---------- Records provided ----------
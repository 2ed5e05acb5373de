//! Configuration management for GrblKit
//!
//! Provides configuration file handling and validation.
//! Supports JSON and TOML file formats stored in the platform config directory.
//!
//! Configuration is organized into logical sections:
//! - Connection settings (port, framing, read timeout)
//! - Controller tuning (polling, flow control, timeouts, limits)
//! - Logging (level, output format)

use grblkit_communication::{
    CommandSchedulerConfig, ConnectionParams, ControllerConfig, HandshakeConfig, SerialParity,
};
use serde::{Deserialize, Serialize};
use std::path::{Path, PathBuf};
use std::time::Duration;

use crate::error::{ConfigError, SettingsError, SettingsResult};

/// File name used inside the config directory
pub const CONFIG_FILE_NAME: &str = "config.toml";

/// Serial connection settings
#[derive(Debug, Clone, PartialEq, Serialize, Deserialize)]
#[serde(default)]
pub struct ConnectionSettings {
    /// Port name (e.g. "/dev/ttyUSB0", "COM3")
    pub port: String,
    /// Baud rate
    pub baud_rate: u32,
    /// Data bits (5-8)
    pub data_bits: u8,
    /// Stop bits (1 or 2)
    pub stop_bits: u8,
    /// Parity
    pub parity: SerialParity,
    /// Hardware flow control
    pub flow_control: bool,
    /// Serial read timeout in milliseconds
    pub read_timeout_ms: u64,
}

impl Default for ConnectionSettings {
    fn default() -> Self {
        let params = ConnectionParams::default();
        Self {
            port: "/dev/ttyUSB0".to_string(),
            baud_rate: params.baud_rate,
            data_bits: params.data_bits,
            stop_bits: params.stop_bits,
            parity: params.parity,
            flow_control: params.flow_control,
            read_timeout_ms: params.read_timeout_ms,
        }
    }
}

/// Controller tuning
#[derive(Debug, Clone, PartialEq, Serialize, Deserialize)]
#[serde(default)]
pub struct ControllerSettings {
    /// Status poll interval in milliseconds; 0 disables polling
    pub poll_interval_ms: u64,
    /// Maximum unanswered lines
    pub max_in_flight_lines: usize,
    /// Optional byte budget for unanswered lines (GRBL's RX buffer is 128)
    pub rx_buffer_bytes: Option<usize>,
    /// Maximum number of lines waiting to be sent
    pub queue_size: usize,
    /// Acknowledgment timeout in milliseconds
    pub command_timeout_ms: u64,
    /// Homing cycle timeout in milliseconds
    pub homing_timeout_ms: u64,
    /// Probe cycle timeout in milliseconds
    pub probe_timeout_ms: u64,
    /// Wait after the reset pulse in milliseconds
    pub settle_ms: u64,
    /// Banner wait in milliseconds
    pub handshake_timeout_ms: u64,
    /// Text the startup banner must contain
    pub banner_signature: String,
    /// Highest spindle speed accepted
    pub max_spindle_rpm: f64,
    /// Probe feed when none is given
    pub probe_feed: f64,
}

impl Default for ControllerSettings {
    fn default() -> Self {
        let defaults = ControllerConfig::default();
        Self {
            poll_interval_ms: defaults.poll_interval.as_millis() as u64,
            max_in_flight_lines: defaults.scheduler.max_in_flight_lines,
            rx_buffer_bytes: defaults.scheduler.rx_buffer_bytes,
            queue_size: defaults.scheduler.queue_size,
            command_timeout_ms: defaults.command_timeout.as_millis() as u64,
            homing_timeout_ms: defaults.homing_timeout.as_millis() as u64,
            probe_timeout_ms: defaults.probe_timeout.as_millis() as u64,
            settle_ms: defaults.handshake.settle.as_millis() as u64,
            handshake_timeout_ms: defaults.handshake.timeout.as_millis() as u64,
            banner_signature: defaults.handshake.signature,
            max_spindle_rpm: defaults.max_spindle_rpm,
            probe_feed: defaults.probe_feed,
        }
    }
}

/// Logging preferences
#[derive(Debug, Clone, PartialEq, Eq, Serialize, Deserialize)]
#[serde(default)]
pub struct LoggingSettings {
    /// Filter directive, overridden by `RUST_LOG`
    pub level: String,
    /// Emit JSON lines instead of human-readable output
    pub json: bool,
}

impl Default for LoggingSettings {
    fn default() -> Self {
        Self {
            level: "info".to_string(),
            json: false,
        }
    }
}

/// Complete application configuration
///
/// Aggregates all settings sections and provides file I/O operations.
#[derive(Debug, Clone, PartialEq, Serialize, Deserialize, Default)]
#[serde(default)]
pub struct Config {
    /// Connection settings
    pub connection: ConnectionSettings,
    /// Controller tuning
    pub controller: ControllerSettings,
    /// Logging preferences
    pub logging: LoggingSettings,
}

#[derive(Debug, Clone, Copy, PartialEq, Eq)]
enum Format {
    Json,
    Toml,
}

fn format_of(path: &Path) -> Result<Format, ConfigError> {
    match path.extension().and_then(|ext| ext.to_str()) {
        Some("json") => Ok(Format::Json),
        Some("toml") => Ok(Format::Toml),
        other => Err(ConfigError::UnsupportedFormat(
            other.unwrap_or("<none>").to_string(),
        )),
    }
}

fn out_of_range(key: &str, value: impl ToString) -> ConfigError {
    ConfigError::ValueOutOfRange {
        key: key.to_string(),
        value: value.to_string(),
    }
}

impl Config {
    /// Create new config with defaults
    pub fn new() -> Self {
        Self::default()
    }

    /// Platform config directory for GrblKit
    pub fn config_dir() -> SettingsResult<PathBuf> {
        let mut path = dirs::config_dir()
            .or_else(dirs::home_dir)
            .ok_or_else(|| SettingsError::ConfigDirectory("no config or home directory".into()))?;
        path.push("grblkit");
        Ok(path)
    }

    /// Default config file path
    pub fn default_path() -> SettingsResult<PathBuf> {
        Ok(Self::config_dir()?.join(CONFIG_FILE_NAME))
    }

    /// Load config from file (JSON or TOML)
    pub fn load_from_file(path: &Path) -> SettingsResult<Self> {
        let format = format_of(path)?;
        let content = std::fs::read_to_string(path)?;

        let config: Self = match format {
            Format::Json => serde_json::from_str(&content)?,
            Format::Toml => toml::from_str(&content)?,
        };

        config.validate()?;
        tracing::debug!("Loaded config from {}", path.display());
        Ok(config)
    }

    /// Load from `path`, or defaults if the file does not exist
    pub fn load_or_default(path: &Path) -> SettingsResult<Self> {
        if path.exists() {
            Self::load_from_file(path)
        } else {
            tracing::debug!("No config at {}, using defaults", path.display());
            Ok(Self::default())
        }
    }

    /// Save config to file (JSON or TOML)
    pub fn save_to_file(&self, path: &Path) -> SettingsResult<()> {
        self.validate()?;

        let content = match format_of(path)? {
            Format::Json => serde_json::to_string_pretty(self)?,
            Format::Toml => toml::to_string_pretty(self)?,
        };

        if let Some(parent) = path.parent().filter(|p| !p.as_os_str().is_empty()) {
            std::fs::create_dir_all(parent)?;
        }
        std::fs::write(path, content)?;
        tracing::info!("Saved config to {}", path.display());
        Ok(())
    }

    /// Validate configuration
    pub fn validate(&self) -> Result<(), ConfigError> {
        let conn = &self.connection;
        if conn.port.trim().is_empty() {
            return Err(ConfigError::MissingKey("connection.port".to_string()));
        }
        if conn.baud_rate == 0 {
            return Err(out_of_range("connection.baud_rate", conn.baud_rate));
        }
        if !(5..=8).contains(&conn.data_bits) {
            return Err(out_of_range("connection.data_bits", conn.data_bits));
        }
        if !(1..=2).contains(&conn.stop_bits) {
            return Err(out_of_range("connection.stop_bits", conn.stop_bits));
        }
        if conn.read_timeout_ms == 0 {
            return Err(out_of_range("connection.read_timeout_ms", 0));
        }

        let ctrl = &self.controller;
        if ctrl.max_in_flight_lines == 0 {
            return Err(out_of_range("controller.max_in_flight_lines", 0));
        }
        if ctrl.queue_size == 0 {
            return Err(out_of_range("controller.queue_size", 0));
        }
        if ctrl.rx_buffer_bytes == Some(0) {
            return Err(out_of_range("controller.rx_buffer_bytes", 0));
        }
        for (key, value) in [
            ("controller.command_timeout_ms", ctrl.command_timeout_ms),
            ("controller.homing_timeout_ms", ctrl.homing_timeout_ms),
            ("controller.probe_timeout_ms", ctrl.probe_timeout_ms),
            ("controller.handshake_timeout_ms", ctrl.handshake_timeout_ms),
        ] {
            if value == 0 {
                return Err(out_of_range(key, value));
            }
        }
        if ctrl.banner_signature.is_empty() {
            return Err(ConfigError::MissingKey(
                "controller.banner_signature".to_string(),
            ));
        }
        if !ctrl.max_spindle_rpm.is_finite() || ctrl.max_spindle_rpm <= 0.0 {
            return Err(out_of_range("controller.max_spindle_rpm", ctrl.max_spindle_rpm));
        }
        if !ctrl.probe_feed.is_finite() || ctrl.probe_feed <= 0.0 {
            return Err(out_of_range("controller.probe_feed", ctrl.probe_feed));
        }

        if self.logging.level.trim().is_empty() {
            return Err(ConfigError::MissingKey("logging.level".to_string()));
        }
        Ok(())
    }

    /// Controller configuration for these settings
    pub fn to_controller_config(&self) -> ControllerConfig {
        let conn = &self.connection;
        let ctrl = &self.controller;
        ControllerConfig {
            connection: ConnectionParams {
                port: conn.port.clone(),
                baud_rate: conn.baud_rate,
                data_bits: conn.data_bits,
                stop_bits: conn.stop_bits,
                parity: conn.parity,
                flow_control: conn.flow_control,
                read_timeout_ms: conn.read_timeout_ms,
            },
            poll_interval: Duration::from_millis(ctrl.poll_interval_ms),
            scheduler: CommandSchedulerConfig {
                max_in_flight_lines: ctrl.max_in_flight_lines,
                rx_buffer_bytes: ctrl.rx_buffer_bytes,
                queue_size: ctrl.queue_size,
            },
            command_timeout: Duration::from_millis(ctrl.command_timeout_ms),
            homing_timeout: Duration::from_millis(ctrl.homing_timeout_ms),
            probe_timeout: Duration::from_millis(ctrl.probe_timeout_ms),
            handshake: HandshakeConfig {
                signature: ctrl.banner_signature.clone(),
                settle: Duration::from_millis(ctrl.settle_ms),
                timeout: Duration::from_millis(ctrl.handshake_timeout_ms),
            },
            max_spindle_rpm: ctrl.max_spindle_rpm,
            probe_feed: ctrl.probe_feed,
            ..ControllerConfig::default()
        }
    }
}
//! GRBL alarm and error codes
//!
//! Both sets are closed: a numeric code outside the documented range does not
//! map to a variant and callers must handle `None` explicitly.

use serde::{Deserialize, Serialize};
use std::fmt;

/// Device-level safety stop, reported as `ALARM:<n>`.
///
/// An alarm is sticky: it stays latched until an unlock (`$X`) is acknowledged.
#[derive(Debug, Clone, Copy, PartialEq, Eq, Hash, Serialize, Deserialize)]
pub enum AlarmCode {
    /// Hard limit triggered; position likely lost.
    HardLimit,
    /// Motion target exceeds machine travel.
    SoftLimit,
    /// Reset while in motion.
    AbortCycle,
    /// Probe not in the expected initial state.
    ProbeFailInitial,
    /// Probe did not contact within the programmed travel.
    ProbeFailContact,
    /// Reset during the homing cycle.
    HomingFailReset,
    /// Safety door opened during homing.
    HomingFailDoor,
    /// Homing failed to clear the limit switch when pulling off.
    HomingFailPulloff,
    /// Homing could not find the limit switch.
    HomingFailApproach,
}

impl AlarmCode {
    /// All alarm codes in numeric order
    pub const ALL: [AlarmCode; 9] = [
        AlarmCode::HardLimit,
        AlarmCode::SoftLimit,
        AlarmCode::AbortCycle,
        AlarmCode::ProbeFailInitial,
        AlarmCode::ProbeFailContact,
        AlarmCode::HomingFailReset,
        AlarmCode::HomingFailDoor,
        AlarmCode::HomingFailPulloff,
        AlarmCode::HomingFailApproach,
    ];

    /// Map a wire code to an alarm
    pub fn from_code(code: u8) -> Option<Self> {
        match code {
            1..=9 => Some(Self::ALL[usize::from(code) - 1]),
            _ => None,
        }
    }

    /// Numeric code as sent by the firmware
    pub fn code(self) -> u8 {
        match self {
            AlarmCode::HardLimit => 1,
            AlarmCode::SoftLimit => 2,
            AlarmCode::AbortCycle => 3,
            AlarmCode::ProbeFailInitial => 4,
            AlarmCode::ProbeFailContact => 5,
            AlarmCode::HomingFailReset => 6,
            AlarmCode::HomingFailDoor => 7,
            AlarmCode::HomingFailPulloff => 8,
            AlarmCode::HomingFailApproach => 9,
        }
    }

    /// Human-readable explanation
    pub fn description(self) -> &'static str {
        match self {
            AlarmCode::HardLimit => "Hard limit triggered. Machine position is likely lost due to sudden and immediate halt. Re-homing is highly recommended.",
            AlarmCode::SoftLimit => "Soft limit: G-code motion target exceeds machine travel. Machine position safely retained. Alarm may be unlocked.",
            AlarmCode::AbortCycle => "Reset while in motion. Grbl cannot guarantee position. Lost steps are likely. Re-homing is highly recommended.",
            AlarmCode::ProbeFailInitial => "Probe fail. The probe is not in the expected initial state before starting probe cycle.",
            AlarmCode::ProbeFailContact => "Probe fail. Probe did not contact the workpiece within the programmed travel.",
            AlarmCode::HomingFailReset => "Homing fail. Reset during active homing cycle.",
            AlarmCode::HomingFailDoor => "Homing fail. Safety door was opened during active homing cycle.",
            AlarmCode::HomingFailPulloff => "Homing fail. Cycle failed to clear limit switch when pulling off.",
            AlarmCode::HomingFailApproach => "Homing fail. Could not find limit switch within search distance.",
        }
    }
}

impl fmt::Display for AlarmCode {
    fn fmt(&self, f: &mut fmt::Formatter<'_>) -> fmt::Result {
        write!(f, "ALARM:{} - {}", self.code(), self.description())
    }
}

/// Per-line rejection, reported as `error:<n>`.
///
/// Errors are transient: they apply only to the line that provoked them.
#[derive(Debug, Clone, Copy, PartialEq, Eq, Hash, Serialize, Deserialize)]
pub enum ErrorCode {
    /// G-code word without a letter.
    ExpectedCommandLetter,
    /// Numeric value missing or malformed.
    BadNumberFormat,
    /// `$` system command not recognized.
    InvalidStatement,
    /// Negative value where a positive one was expected.
    NegativeValue,
    /// Homing cycle not enabled in settings.
    SettingDisabled,
    /// Step pulse time below the minimum.
    SettingStepPulseMin,
    /// Settings storage read failed; defaults restored.
    SettingReadFail,
    /// `$` command only valid while idle.
    IdleError,
    /// G-code locked out during alarm or jog state.
    SystemGcLock,
    /// Soft limits require homing to be enabled.
    SoftLimitError,
}

impl ErrorCode {
    /// All error codes in numeric order
    pub const ALL: [ErrorCode; 10] = [
        ErrorCode::ExpectedCommandLetter,
        ErrorCode::BadNumberFormat,
        ErrorCode::InvalidStatement,
        ErrorCode::NegativeValue,
        ErrorCode::SettingDisabled,
        ErrorCode::SettingStepPulseMin,
        ErrorCode::SettingReadFail,
        ErrorCode::IdleError,
        ErrorCode::SystemGcLock,
        ErrorCode::SoftLimitError,
    ];

    /// Map a wire code to an error
    pub fn from_code(code: u8) -> Option<Self> {
        match code {
            1..=10 => Some(Self::ALL[usize::from(code) - 1]),
            _ => None,
        }
    }

    /// Numeric code as sent by the firmware
    pub fn code(self) -> u8 {
        match self {
            ErrorCode::ExpectedCommandLetter => 1,
            ErrorCode::BadNumberFormat => 2,
            ErrorCode::InvalidStatement => 3,
            ErrorCode::NegativeValue => 4,
            ErrorCode::SettingDisabled => 5,
            ErrorCode::SettingStepPulseMin => 6,
            ErrorCode::SettingReadFail => 7,
            ErrorCode::IdleError => 8,
            ErrorCode::SystemGcLock => 9,
            ErrorCode::SoftLimitError => 10,
        }
    }

    /// Human-readable explanation
    pub fn description(self) -> &'static str {
        match self {
            ErrorCode::ExpectedCommandLetter => "G-code words consist of a letter and a value. Letter was not found.",
            ErrorCode::BadNumberFormat => "Numeric value format is not valid or missing an expected value.",
            ErrorCode::InvalidStatement => "Grbl '$' system command was not recognized or supported.",
            ErrorCode::NegativeValue => "Negative value received for an expected positive value.",
            ErrorCode::SettingDisabled => "Homing cycle is not enabled via settings.",
            ErrorCode::SettingStepPulseMin => "Minimum step pulse time must be greater than 3us.",
            ErrorCode::SettingReadFail => "EEPROM read failed. Reset and restored to default values.",
            ErrorCode::IdleError => "Grbl '$' command cannot be used unless Grbl is IDLE.",
            ErrorCode::SystemGcLock => "G-code locked out during alarm or jog state.",
            ErrorCode::SoftLimitError => "Soft limits cannot be enabled without homing also enabled.",
        }
    }
}

impl fmt::Display for ErrorCode {
    fn fmt(&self, f: &mut fmt::Formatter<'_>) -> fmt::Result {
        write!(f, "error:{} - {}", self.code(), self.description())
    }
}

#[cfg(test)]
mod tests {
    use super::*;

    #[test]
    fn test_alarm_codes_are_dense() {
        for (i, alarm) in AlarmCode::ALL.iter().enumerate() {
            assert_eq!(usize::from(alarm.code()), i + 1);
            assert_eq!(AlarmCode::from_code(alarm.code()), Some(*alarm));
        }
        assert_eq!(AlarmCode::from_code(0), None);
        assert_eq!(AlarmCode::from_code(10), None);
    }

    #[test]
    fn test_error_codes_are_dense() {
        for (i, error) in ErrorCode::ALL.iter().enumerate() {
            assert_eq!(usize::from(error.code()), i + 1);
            assert_eq!(ErrorCode::from_code(error.code()), Some(*error));
        }
        assert_eq!(ErrorCode::from_code(0), None);
        assert_eq!(ErrorCode::from_code(20), None);
    }

    #[test]
    fn test_format() {
        assert!(AlarmCode::HardLimit.to_string().starts_with("ALARM:1 - Hard limit"));
        assert!(ErrorCode::SystemGcLock.to_string().starts_with("error:9"));
    }
}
----------
Task directions: Where a line above contains the string "sections", copy that line.

Task output:
//! Configuration is organized into logical sections:
/// Aggregates all settings sections and provides file I/O operations.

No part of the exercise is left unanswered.